You really get into the details of calculating benefits.
"Am I an actuary?" No. I'm an information system guy for Human Resources. My boss is quite a visionary, I'm a behind the scenes technical guy. If it's computer system related she tells me what she want's as an outcome, we discuss details. Then she gets out of the way while I roll up my sleeves. Very good working situation to be honest and why I enjoy my job. But it means I need to peek behind the curtain and think beyond the bump-sticker and think through details of how something works.
I work with benefits systems, recruiting systems, the HR side of payroll, ya-da ya-da ya-da.
When I retired I used the data table that SS provides, 62 looked good.
The only "hit" I would have taken for retiring at 62 is paying for healthcare insurance from age 62 to age 65 and Medicare. Luckily my wife added me to her coverage.

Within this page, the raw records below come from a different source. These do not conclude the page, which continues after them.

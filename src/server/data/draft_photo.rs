use chrono::Utc;
use sea_orm::{
    ActiveModelTrait, ActiveValue, ColumnTrait, ConnectionTrait, DbErr, DeleteResult,
    EntityTrait, QueryFilter, QueryOrder,
};

use crate::server::model::db::DraftPhotoModel;

/// Metadata for a photo whose object has already been written to storage
pub struct NewDraftPhoto<'a> {
    pub season_id: i32,
    pub storage_key: &'a str,
    pub filename: &'a str,
    pub caption: Option<&'a str>,
    pub uploaded_by: i32,
}

pub struct DraftPhotoRepository<'a, C: ConnectionTrait> {
    db: &'a C,
}

impl<'a, C: ConnectionTrait> DraftPhotoRepository<'a, C> {
    /// Creates a new instance of [`DraftPhotoRepository`]
    pub fn new(db: &'a C) -> Self {
        Self { db }
    }

    /// Records an uploaded photo, approved on insert
    pub async fn create(&self, photo: NewDraftPhoto<'_>) -> Result<DraftPhotoModel, DbErr> {
        let draft_photo = entity::draft_photo::ActiveModel {
            season_id: ActiveValue::Set(photo.season_id),
            storage_key: ActiveValue::Set(photo.storage_key.to_string()),
            filename: ActiveValue::Set(photo.filename.to_string()),
            caption: ActiveValue::Set(photo.caption.map(str::to_string)),
            uploaded_by: ActiveValue::Set(photo.uploaded_by),
            is_approved: ActiveValue::Set(true),
            uploaded_at: ActiveValue::Set(Utc::now().naive_utc()),
            ..Default::default()
        };

        draft_photo.insert(self.db).await
    }

    pub async fn get_by_id(&self, photo_id: i32) -> Result<Option<DraftPhotoModel>, DbErr> {
        entity::prelude::DraftPhoto::find_by_id(photo_id)
            .one(self.db)
            .await
    }

    /// Gets a season's approved photos, newest upload first
    pub async fn get_approved_by_season(
        &self,
        season_id: i32,
    ) -> Result<Vec<DraftPhotoModel>, DbErr> {
        entity::prelude::DraftPhoto::find()
            .filter(entity::draft_photo::Column::SeasonId.eq(season_id))
            .filter(entity::draft_photo::Column::IsApproved.eq(true))
            .order_by_desc(entity::draft_photo::Column::UploadedAt)
            .order_by_desc(entity::draft_photo::Column::Id)
            .all(self.db)
            .await
    }

    /// Gets the approved photo recorded under a storage key
    pub async fn get_approved_by_storage_key(
        &self,
        storage_key: &str,
    ) -> Result<Option<DraftPhotoModel>, DbErr> {
        entity::prelude::DraftPhoto::find()
            .filter(entity::draft_photo::Column::StorageKey.eq(storage_key))
            .filter(entity::draft_photo::Column::IsApproved.eq(true))
            .one(self.db)
            .await
    }

    /// Deletes photo metadata
    ///
    /// Returns OK regardless of the photo existing, to confirm the deletion result
    /// check the [`DeleteResult::rows_affected`] field.
    pub async fn delete(&self, photo_id: i32) -> Result<DeleteResult, DbErr> {
        entity::prelude::DraftPhoto::delete_by_id(photo_id)
            .exec(self.db)
            .await
    }
}

#[cfg(test)]
mod tests {

    mod create {
        use almanac_test_utils::prelude::*;

        use crate::server::data::draft_photo::{DraftPhotoRepository, NewDraftPhoto};

        /// Expect the photo to be stored approved
        #[tokio::test]
        async fn creates_approved_photo() -> Result<(), TestError> {
            let mut test = TestBuilder::new().with_league_tables().build().await?;
            let (_, owner) = test.league().insert_owned_team("Zebras", false).await?;
            let season = test.league().insert_season(SeasonFixture::new(2021)).await?;

            let photo_repo = DraftPhotoRepository::new(&test.db);
            let photo = photo_repo
                .create(NewDraftPhoto {
                    season_id: season.id,
                    storage_key: "drafts/2021/a.jpg",
                    filename: "draft night.jpg",
                    caption: Some("Round one"),
                    uploaded_by: owner.id,
                })
                .await?;

            assert!(photo.is_approved);
            assert_eq!(photo.uploaded_by, owner.id);
            assert_eq!(photo.caption.as_deref(), Some("Round one"));

            Ok(())
        }

        /// Expect Error when the storage key is already recorded
        #[tokio::test]
        async fn fails_for_duplicate_storage_key() -> Result<(), TestError> {
            let mut test = TestBuilder::new().with_league_tables().build().await?;
            let (_, owner) = test.league().insert_owned_team("Zebras", false).await?;
            let season = test.league().insert_season(SeasonFixture::new(2021)).await?;
            test.league()
                .insert_photo(season.id, owner.id, "drafts/2021/a.jpg", true)
                .await?;

            let photo_repo = DraftPhotoRepository::new(&test.db);
            let result = photo_repo
                .create(NewDraftPhoto {
                    season_id: season.id,
                    storage_key: "drafts/2021/a.jpg",
                    filename: "again.jpg",
                    caption: None,
                    uploaded_by: owner.id,
                })
                .await;

            assert!(result.is_err());

            Ok(())
        }
    }

    mod get_approved_by_season {
        use almanac_test_utils::prelude::*;

        use crate::server::data::draft_photo::DraftPhotoRepository;

        /// Expect only approved photos of the requested season
        #[tokio::test]
        async fn excludes_unapproved_and_other_seasons() -> Result<(), TestError> {
            let mut test = TestBuilder::new().with_league_tables().build().await?;
            let (_, owner) = test.league().insert_owned_team("Zebras", false).await?;
            let season = test.league().insert_season(SeasonFixture::new(2021)).await?;
            let other = test.league().insert_season(SeasonFixture::new(2022)).await?;
            let approved = test
                .league()
                .insert_photo(season.id, owner.id, "drafts/2021/a.jpg", true)
                .await?;
            test.league()
                .insert_photo(season.id, owner.id, "drafts/2021/b.jpg", false)
                .await?;
            test.league()
                .insert_photo(other.id, owner.id, "drafts/2022/c.jpg", true)
                .await?;

            let photo_repo = DraftPhotoRepository::new(&test.db);
            let photos = photo_repo.get_approved_by_season(season.id).await?;

            assert_eq!(photos, vec![approved]);

            Ok(())
        }
    }

    mod get_approved_by_storage_key {
        use almanac_test_utils::prelude::*;

        use crate::server::data::draft_photo::DraftPhotoRepository;

        /// Expect only an approved photo to be found by its key
        #[tokio::test]
        async fn finds_only_approved_photo() -> Result<(), TestError> {
            let mut test = TestBuilder::new().with_league_tables().build().await?;
            let (_, owner) = test.league().insert_owned_team("Zebras", false).await?;
            let season = test.league().insert_season(SeasonFixture::new(2021)).await?;
            let approved = test
                .league()
                .insert_photo(season.id, owner.id, "drafts/2021/a.jpg", true)
                .await?;
            test.league()
                .insert_photo(season.id, owner.id, "drafts/2021/b.jpg", false)
                .await?;

            let photo_repo = DraftPhotoRepository::new(&test.db);

            let found = photo_repo
                .get_approved_by_storage_key("drafts/2021/a.jpg")
                .await?;
            assert_eq!(found.map(|p| p.id), Some(approved.id));
            assert!(photo_repo
                .get_approved_by_storage_key("drafts/2021/b.jpg")
                .await?
                .is_none());
            assert!(photo_repo
                .get_approved_by_storage_key("drafts/2021/c.jpg")
                .await?
                .is_none());

            Ok(())
        }
    }

    mod delete {
        use almanac_test_utils::prelude::*;

        use crate::server::data::draft_photo::DraftPhotoRepository;

        /// Expect the photo row to be removed
        #[tokio::test]
        async fn deletes_existing_photo() -> Result<(), TestError> {
            let mut test = TestBuilder::new().with_league_tables().build().await?;
            let (_, owner) = test.league().insert_owned_team("Zebras", false).await?;
            let season = test.league().insert_season(SeasonFixture::new(2021)).await?;
            let photo = test
                .league()
                .insert_photo(season.id, owner.id, "drafts/2021/a.jpg", true)
                .await?;

            let photo_repo = DraftPhotoRepository::new(&test.db);
            let result = photo_repo.delete(photo.id).await?;

            assert_eq!(result.rows_affected, 1);
            assert!(photo_repo.get_by_id(photo.id).await?.is_none());

            Ok(())
        }
    }
}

Don't forget that your SS benefit is reduced by the Medicare premium, and then you need to buy supplemental for the "donut hole", plus prescription drug coverage if you want that.\
My parents were older when I was born and their own retirement was just a few years away. They would have tried to help, but I left home at 18 with nothing on but the clothes on my back and joined the Navy. My rating was in Aviation Electronics, which led to computers, then databases and now information systems. Forty-Five years later I'm looking at our own retirement. We have - well - some solid retirement assets (home equity, 401K's, some stocks, CD's, etc.). The retirement budget has 6 sources of revenue (military pension, current employer pension, and SS for each of us). Our revenue steams will cover retirement living without having to touch retirement assets, including not touching the 401Ks.
Right now (in addition to employer health insurance) we have TRICARE Select which transitions to TRICARE for Life once we reach 65. We'll have TRICARE and MediCare in retirement and Medicare premiums won't be a problem. Will probably pick up either an Advantage or MediGap policy to cover the holes in coordinated medical coverage. As military retirees we are enrolled in the BENFEDS program where we access Dental and Vision coverage, those premiums already come out of my military retirement.
Personally speaking, if I assume a 25% reduction (worst case) in SS payments in 2035 - in other words SS check are reduced to 75%. That 25% drop in SS results in a 9.3% reduction in Gross Income (pre-tax) because SS is only 2 of the 6 streams. Because of the reduction in income, some napkin calculations show the effective negative impact on disposable income is 7.36% because of the standard deduction for taxes.***
WW
*** Take Gross Income, subtract the standard deduction for married filing jointly with the Senior provision, calculate Federal & State income tax on that amount, then subtract the taxes from Gross to get disposable income to build the budget. Then repeat the process based on a SS income reduction of 25%. The difference is the true impact of the SS reduction on our personal retirement budget based on the 6 revenue streams. Even then, if SS is reduced by 25%, the direct impact on disposable income isn't dollar-for-dollar because there is less income on which to pay Income Taxes. Because these calculations are based on our personal situation, others results will be different.